Stored data:
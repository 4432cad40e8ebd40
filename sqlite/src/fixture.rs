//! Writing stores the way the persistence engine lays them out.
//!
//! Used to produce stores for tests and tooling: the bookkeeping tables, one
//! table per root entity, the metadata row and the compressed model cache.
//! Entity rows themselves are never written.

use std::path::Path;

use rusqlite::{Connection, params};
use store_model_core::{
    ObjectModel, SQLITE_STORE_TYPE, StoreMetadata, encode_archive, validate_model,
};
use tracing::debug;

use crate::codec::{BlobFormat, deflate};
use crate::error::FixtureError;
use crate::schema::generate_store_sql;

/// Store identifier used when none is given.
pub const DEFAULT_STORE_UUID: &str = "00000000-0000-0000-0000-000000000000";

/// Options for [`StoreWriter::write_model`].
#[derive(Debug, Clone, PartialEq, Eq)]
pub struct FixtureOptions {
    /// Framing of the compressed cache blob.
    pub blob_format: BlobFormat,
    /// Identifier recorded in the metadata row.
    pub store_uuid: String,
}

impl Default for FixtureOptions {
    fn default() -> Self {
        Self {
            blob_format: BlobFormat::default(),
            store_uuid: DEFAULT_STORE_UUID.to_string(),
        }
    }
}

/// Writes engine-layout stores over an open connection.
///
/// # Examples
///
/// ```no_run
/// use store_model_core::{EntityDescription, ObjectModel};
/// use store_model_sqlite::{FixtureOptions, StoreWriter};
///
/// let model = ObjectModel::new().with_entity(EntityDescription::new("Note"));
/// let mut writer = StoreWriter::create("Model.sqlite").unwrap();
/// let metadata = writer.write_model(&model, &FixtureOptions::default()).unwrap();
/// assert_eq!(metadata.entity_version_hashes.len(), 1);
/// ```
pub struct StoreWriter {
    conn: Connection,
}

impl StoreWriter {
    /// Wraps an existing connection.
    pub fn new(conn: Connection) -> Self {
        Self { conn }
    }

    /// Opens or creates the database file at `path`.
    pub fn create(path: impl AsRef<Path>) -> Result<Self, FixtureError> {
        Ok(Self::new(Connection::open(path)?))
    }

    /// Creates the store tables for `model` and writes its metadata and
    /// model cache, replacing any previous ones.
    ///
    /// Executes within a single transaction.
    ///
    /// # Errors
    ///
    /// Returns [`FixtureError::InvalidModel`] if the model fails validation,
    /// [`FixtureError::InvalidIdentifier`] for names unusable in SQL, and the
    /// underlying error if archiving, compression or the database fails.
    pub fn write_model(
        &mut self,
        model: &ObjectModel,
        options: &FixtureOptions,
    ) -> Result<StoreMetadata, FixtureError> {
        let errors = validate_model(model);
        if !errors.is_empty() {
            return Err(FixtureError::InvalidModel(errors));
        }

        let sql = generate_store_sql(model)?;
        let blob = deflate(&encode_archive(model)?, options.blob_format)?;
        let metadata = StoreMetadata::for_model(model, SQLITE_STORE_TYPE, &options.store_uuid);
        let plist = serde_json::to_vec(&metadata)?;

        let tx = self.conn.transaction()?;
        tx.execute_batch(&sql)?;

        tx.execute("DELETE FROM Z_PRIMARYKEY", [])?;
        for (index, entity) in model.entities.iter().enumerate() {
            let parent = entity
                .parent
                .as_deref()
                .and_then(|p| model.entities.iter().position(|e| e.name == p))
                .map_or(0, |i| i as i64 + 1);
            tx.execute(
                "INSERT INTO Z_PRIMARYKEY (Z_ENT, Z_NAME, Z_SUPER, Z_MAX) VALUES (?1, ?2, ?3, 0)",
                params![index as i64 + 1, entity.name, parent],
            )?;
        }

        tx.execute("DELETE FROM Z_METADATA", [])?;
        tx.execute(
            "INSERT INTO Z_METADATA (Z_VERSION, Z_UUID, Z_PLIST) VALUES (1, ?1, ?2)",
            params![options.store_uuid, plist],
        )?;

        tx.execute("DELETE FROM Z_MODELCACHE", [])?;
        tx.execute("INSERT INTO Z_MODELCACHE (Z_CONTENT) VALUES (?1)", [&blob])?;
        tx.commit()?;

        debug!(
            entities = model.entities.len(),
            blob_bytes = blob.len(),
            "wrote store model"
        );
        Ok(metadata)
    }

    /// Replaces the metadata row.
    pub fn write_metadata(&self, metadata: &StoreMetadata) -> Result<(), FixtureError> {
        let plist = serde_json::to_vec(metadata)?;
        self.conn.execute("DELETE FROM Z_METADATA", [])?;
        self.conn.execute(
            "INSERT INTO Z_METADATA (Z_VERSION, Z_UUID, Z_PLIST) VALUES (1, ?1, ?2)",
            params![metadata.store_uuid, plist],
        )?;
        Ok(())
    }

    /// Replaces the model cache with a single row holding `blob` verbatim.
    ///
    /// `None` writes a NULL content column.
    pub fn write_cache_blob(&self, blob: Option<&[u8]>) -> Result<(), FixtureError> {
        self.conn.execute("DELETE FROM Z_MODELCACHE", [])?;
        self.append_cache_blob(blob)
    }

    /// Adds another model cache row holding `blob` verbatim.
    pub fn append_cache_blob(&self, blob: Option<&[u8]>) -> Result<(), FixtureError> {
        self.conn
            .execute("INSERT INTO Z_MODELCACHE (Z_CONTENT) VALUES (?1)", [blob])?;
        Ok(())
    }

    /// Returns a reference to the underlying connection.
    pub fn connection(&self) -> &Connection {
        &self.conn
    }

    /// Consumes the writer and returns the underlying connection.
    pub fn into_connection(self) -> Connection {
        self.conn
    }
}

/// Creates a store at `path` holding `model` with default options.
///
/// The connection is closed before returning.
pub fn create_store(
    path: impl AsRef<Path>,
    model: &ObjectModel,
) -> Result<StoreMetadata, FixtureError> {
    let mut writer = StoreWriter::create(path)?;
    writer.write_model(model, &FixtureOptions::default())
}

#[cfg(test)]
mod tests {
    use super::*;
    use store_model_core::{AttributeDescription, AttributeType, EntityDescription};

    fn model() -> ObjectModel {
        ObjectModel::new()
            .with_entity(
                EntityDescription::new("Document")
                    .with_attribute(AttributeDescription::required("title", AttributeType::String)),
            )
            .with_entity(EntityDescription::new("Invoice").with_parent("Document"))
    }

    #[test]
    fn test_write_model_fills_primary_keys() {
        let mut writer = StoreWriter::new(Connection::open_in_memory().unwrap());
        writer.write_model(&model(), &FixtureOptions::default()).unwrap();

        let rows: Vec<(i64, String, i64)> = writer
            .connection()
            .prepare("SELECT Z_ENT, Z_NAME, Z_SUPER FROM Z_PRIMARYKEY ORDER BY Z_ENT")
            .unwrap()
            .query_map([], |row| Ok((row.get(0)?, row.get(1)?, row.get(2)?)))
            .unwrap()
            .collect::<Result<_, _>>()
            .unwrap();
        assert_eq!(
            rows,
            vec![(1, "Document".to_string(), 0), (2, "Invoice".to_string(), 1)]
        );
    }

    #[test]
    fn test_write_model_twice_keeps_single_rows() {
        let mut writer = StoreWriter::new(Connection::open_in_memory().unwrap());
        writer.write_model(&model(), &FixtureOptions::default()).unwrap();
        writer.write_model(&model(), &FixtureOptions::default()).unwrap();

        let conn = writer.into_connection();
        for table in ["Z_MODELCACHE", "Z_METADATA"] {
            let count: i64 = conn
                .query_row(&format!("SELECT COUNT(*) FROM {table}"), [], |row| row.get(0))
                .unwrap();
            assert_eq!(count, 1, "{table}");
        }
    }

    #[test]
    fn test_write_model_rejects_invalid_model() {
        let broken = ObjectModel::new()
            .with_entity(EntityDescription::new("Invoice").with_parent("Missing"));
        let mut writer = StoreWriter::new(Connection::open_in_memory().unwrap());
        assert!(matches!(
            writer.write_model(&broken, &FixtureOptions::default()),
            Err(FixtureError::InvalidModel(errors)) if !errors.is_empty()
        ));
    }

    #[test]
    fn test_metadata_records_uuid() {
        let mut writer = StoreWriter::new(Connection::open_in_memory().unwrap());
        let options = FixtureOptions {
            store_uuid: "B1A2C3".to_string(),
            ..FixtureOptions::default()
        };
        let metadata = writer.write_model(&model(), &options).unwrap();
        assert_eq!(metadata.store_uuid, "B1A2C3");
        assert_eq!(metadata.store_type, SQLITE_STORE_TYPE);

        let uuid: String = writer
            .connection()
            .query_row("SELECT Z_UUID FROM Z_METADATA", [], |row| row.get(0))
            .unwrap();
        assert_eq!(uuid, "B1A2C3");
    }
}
--
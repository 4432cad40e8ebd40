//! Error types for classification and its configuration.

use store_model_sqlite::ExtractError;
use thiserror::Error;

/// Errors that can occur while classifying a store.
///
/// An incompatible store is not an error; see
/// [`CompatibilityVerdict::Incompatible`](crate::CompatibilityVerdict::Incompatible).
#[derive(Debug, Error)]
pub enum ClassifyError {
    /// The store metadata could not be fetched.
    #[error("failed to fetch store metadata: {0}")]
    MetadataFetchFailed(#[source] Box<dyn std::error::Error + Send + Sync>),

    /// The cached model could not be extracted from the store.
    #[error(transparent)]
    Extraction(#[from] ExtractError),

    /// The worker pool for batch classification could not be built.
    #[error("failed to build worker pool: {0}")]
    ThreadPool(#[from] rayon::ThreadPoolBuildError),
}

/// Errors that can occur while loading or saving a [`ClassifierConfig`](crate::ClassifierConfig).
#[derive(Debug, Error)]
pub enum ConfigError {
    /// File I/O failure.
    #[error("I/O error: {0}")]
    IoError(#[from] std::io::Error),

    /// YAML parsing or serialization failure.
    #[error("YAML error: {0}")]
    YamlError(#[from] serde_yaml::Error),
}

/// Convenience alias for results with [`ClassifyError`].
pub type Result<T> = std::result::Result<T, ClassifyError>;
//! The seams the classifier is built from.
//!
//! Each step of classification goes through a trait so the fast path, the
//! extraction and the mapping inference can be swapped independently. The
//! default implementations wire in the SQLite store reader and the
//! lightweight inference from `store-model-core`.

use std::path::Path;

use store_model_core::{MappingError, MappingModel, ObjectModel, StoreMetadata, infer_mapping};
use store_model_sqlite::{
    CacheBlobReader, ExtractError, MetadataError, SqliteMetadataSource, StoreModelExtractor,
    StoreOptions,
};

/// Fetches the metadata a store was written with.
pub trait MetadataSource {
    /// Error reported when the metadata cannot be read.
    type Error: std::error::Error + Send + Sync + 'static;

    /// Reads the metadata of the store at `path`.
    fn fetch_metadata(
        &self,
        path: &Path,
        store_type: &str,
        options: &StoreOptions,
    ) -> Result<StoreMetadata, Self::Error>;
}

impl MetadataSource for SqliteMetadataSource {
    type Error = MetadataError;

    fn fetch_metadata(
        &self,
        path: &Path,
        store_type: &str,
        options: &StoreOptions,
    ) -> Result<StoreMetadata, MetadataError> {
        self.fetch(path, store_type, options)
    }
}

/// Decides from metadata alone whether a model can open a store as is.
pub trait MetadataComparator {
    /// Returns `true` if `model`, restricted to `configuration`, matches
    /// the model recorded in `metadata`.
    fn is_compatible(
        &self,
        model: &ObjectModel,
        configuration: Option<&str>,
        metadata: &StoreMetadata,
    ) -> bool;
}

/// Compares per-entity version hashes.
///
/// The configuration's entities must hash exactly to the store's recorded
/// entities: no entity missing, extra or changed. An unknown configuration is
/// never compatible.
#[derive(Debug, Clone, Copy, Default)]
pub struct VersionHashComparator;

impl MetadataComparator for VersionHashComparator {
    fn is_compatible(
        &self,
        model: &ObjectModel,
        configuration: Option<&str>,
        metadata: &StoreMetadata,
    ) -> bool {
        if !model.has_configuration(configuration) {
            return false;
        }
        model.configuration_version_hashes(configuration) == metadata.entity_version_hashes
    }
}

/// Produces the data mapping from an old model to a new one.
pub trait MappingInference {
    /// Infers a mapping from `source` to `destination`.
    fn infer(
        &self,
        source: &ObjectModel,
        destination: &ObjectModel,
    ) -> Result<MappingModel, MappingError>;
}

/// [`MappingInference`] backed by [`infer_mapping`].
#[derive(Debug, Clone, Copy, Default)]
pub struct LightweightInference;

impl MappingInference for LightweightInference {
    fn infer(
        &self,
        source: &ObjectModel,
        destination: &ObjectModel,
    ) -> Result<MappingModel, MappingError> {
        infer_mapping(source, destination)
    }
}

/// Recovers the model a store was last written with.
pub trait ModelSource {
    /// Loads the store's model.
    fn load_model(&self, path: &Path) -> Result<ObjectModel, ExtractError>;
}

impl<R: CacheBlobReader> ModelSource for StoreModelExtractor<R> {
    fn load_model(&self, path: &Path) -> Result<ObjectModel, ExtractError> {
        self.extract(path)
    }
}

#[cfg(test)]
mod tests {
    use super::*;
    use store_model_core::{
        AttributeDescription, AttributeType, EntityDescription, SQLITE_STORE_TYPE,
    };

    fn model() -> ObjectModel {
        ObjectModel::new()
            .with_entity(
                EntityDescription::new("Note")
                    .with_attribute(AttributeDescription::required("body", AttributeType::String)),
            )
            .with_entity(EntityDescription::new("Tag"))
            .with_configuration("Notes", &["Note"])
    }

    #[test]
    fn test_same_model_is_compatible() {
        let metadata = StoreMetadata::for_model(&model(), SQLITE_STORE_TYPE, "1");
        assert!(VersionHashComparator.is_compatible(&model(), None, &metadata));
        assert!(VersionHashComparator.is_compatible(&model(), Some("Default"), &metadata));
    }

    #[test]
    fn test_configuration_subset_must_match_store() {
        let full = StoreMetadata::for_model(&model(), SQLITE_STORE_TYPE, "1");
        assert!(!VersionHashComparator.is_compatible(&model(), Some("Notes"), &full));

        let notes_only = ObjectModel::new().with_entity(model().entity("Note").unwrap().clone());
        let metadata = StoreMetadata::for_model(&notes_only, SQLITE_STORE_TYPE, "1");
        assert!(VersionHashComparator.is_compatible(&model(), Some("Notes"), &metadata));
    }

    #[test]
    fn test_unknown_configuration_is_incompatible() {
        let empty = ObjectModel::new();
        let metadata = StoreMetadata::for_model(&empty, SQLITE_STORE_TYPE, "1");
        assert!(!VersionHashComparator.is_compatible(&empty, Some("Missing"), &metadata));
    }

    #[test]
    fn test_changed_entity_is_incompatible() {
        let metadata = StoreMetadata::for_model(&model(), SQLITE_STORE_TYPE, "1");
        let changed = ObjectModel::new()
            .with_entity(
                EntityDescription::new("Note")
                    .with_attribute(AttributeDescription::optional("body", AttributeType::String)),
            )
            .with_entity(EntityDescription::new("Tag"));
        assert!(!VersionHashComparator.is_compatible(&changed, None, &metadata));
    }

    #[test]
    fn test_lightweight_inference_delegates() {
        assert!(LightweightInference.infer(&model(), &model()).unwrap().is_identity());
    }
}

WHAT IS BEING ASKED: Above are the records. Copy the lines beginning at the one that has "not be built." and ending with the one that has "-> Result<StoreMetadata, MetadataError>", unchanged.

SOLUTION TO THE EXERCISE:
    /// The worker pool for batch classification could not be built.
    #[error("failed to build worker pool: {0}")]
    ThreadPool(#[from] rayon::ThreadPoolBuildError),
}

/// Errors that can occur while loading or saving a [`ClassifierConfig`](crate::ClassifierConfig).
#[derive(Debug, Error)]
pub enum ConfigError {
    /// File I/O failure.
    #[error("I/O error: {0}")]
    IoError(#[from] std::io::Error),

    /// YAML parsing or serialization failure.
    #[error("YAML error: {0}")]
    YamlError(#[from] serde_yaml::Error),
}

/// Convenience alias for results with [`ClassifyError`].
pub type Result<T> = std::result::Result<T, ClassifyError>;
//! The seams the classifier is built from.
//!
//! Each step of classification goes through a trait so the fast path, the
//! extraction and the mapping inference can be swapped independently. The
//! default implementations wire in the SQLite store reader and the
//! lightweight inference from `store-model-core`.

use std::path::Path;

use store_model_core::{MappingError, MappingModel, ObjectModel, StoreMetadata, infer_mapping};
use store_model_sqlite::{
    CacheBlobReader, ExtractError, MetadataError, SqliteMetadataSource, StoreModelExtractor,
    StoreOptions,
};

/// Fetches the metadata a store was written with.
pub trait MetadataSource {
    /// Error reported when the metadata cannot be read.
    type Error: std::error::Error + Send + Sync + 'static;

    /// Reads the metadata of the store at `path`.
    fn fetch_metadata(
        &self,
        path: &Path,
        store_type: &str,
        options: &StoreOptions,
    ) -> Result<StoreMetadata, Self::Error>;
}

impl MetadataSource for SqliteMetadataSource {
    type Error = MetadataError;

    fn fetch_metadata(
        &self,
        path: &Path,
        store_type: &str,
        options: &StoreOptions,
    ) -> Result<StoreMetadata, MetadataError> {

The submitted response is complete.